= PROVIDED DATA =
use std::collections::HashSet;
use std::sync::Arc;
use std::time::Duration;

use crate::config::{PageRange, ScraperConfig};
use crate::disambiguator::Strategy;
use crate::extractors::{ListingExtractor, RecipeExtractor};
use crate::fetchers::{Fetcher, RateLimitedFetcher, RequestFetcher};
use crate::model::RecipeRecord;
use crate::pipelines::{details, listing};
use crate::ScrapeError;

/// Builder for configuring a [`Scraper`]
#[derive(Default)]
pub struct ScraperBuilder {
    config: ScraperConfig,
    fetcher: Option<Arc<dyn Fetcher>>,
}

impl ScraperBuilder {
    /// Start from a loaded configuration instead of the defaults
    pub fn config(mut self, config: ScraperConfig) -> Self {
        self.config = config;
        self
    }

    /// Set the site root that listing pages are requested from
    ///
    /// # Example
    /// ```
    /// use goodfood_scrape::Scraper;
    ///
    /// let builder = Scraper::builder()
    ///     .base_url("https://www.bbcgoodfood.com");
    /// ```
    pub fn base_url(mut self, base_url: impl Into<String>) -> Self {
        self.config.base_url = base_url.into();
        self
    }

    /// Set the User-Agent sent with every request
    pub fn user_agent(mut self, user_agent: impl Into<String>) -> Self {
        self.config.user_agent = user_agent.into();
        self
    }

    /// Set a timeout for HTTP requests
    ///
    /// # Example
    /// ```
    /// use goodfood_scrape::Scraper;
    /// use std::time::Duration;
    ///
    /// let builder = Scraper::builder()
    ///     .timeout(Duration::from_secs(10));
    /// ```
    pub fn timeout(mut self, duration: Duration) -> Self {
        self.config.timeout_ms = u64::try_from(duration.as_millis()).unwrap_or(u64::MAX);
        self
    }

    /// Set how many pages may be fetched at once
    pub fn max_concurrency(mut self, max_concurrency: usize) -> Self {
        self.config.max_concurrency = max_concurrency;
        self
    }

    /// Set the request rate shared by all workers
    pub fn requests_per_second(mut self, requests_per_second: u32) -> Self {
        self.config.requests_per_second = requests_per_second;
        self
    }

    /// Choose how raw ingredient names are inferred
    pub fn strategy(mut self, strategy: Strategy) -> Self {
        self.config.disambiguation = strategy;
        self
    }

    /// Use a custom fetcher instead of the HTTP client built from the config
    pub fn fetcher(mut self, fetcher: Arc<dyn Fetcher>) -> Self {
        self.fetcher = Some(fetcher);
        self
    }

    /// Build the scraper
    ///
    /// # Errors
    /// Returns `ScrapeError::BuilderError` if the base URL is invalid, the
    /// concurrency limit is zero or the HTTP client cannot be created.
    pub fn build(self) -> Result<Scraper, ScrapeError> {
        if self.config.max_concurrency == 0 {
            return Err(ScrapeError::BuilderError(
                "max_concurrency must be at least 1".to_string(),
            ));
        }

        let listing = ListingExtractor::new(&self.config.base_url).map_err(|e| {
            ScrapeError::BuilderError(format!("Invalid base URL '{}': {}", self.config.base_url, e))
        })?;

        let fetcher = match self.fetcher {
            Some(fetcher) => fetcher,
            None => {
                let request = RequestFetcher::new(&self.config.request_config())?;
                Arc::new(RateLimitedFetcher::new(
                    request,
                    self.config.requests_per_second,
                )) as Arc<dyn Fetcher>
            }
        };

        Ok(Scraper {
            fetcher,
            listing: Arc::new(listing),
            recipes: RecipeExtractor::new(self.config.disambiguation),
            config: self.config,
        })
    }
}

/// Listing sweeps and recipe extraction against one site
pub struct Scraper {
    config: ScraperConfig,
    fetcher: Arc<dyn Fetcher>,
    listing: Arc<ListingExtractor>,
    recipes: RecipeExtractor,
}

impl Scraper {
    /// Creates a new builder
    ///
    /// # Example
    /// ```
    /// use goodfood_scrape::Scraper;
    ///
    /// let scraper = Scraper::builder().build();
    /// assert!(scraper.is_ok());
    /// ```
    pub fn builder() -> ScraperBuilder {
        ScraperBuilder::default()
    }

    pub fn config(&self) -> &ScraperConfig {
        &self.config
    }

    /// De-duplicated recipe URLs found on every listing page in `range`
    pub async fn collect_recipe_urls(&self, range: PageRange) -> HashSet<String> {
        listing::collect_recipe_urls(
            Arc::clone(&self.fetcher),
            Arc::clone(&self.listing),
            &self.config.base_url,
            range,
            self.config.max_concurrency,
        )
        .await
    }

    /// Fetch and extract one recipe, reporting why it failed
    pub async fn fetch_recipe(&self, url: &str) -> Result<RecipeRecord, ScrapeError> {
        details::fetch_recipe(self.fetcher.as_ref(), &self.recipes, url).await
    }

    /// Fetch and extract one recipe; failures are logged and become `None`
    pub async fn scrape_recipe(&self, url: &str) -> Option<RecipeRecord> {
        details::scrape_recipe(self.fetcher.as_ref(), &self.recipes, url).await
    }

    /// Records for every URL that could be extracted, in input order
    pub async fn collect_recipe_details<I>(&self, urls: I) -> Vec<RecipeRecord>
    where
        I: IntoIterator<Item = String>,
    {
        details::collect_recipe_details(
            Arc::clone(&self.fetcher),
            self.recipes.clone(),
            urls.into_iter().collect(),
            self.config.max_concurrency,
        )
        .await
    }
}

= ASSIGNMENT =
Copy each line of the data that includes the word "instead".

= TASK RESPONSE =
    /// Start from a loaded configuration instead of the defaults
    /// Use a custom fetcher instead of the HTTP client built from the config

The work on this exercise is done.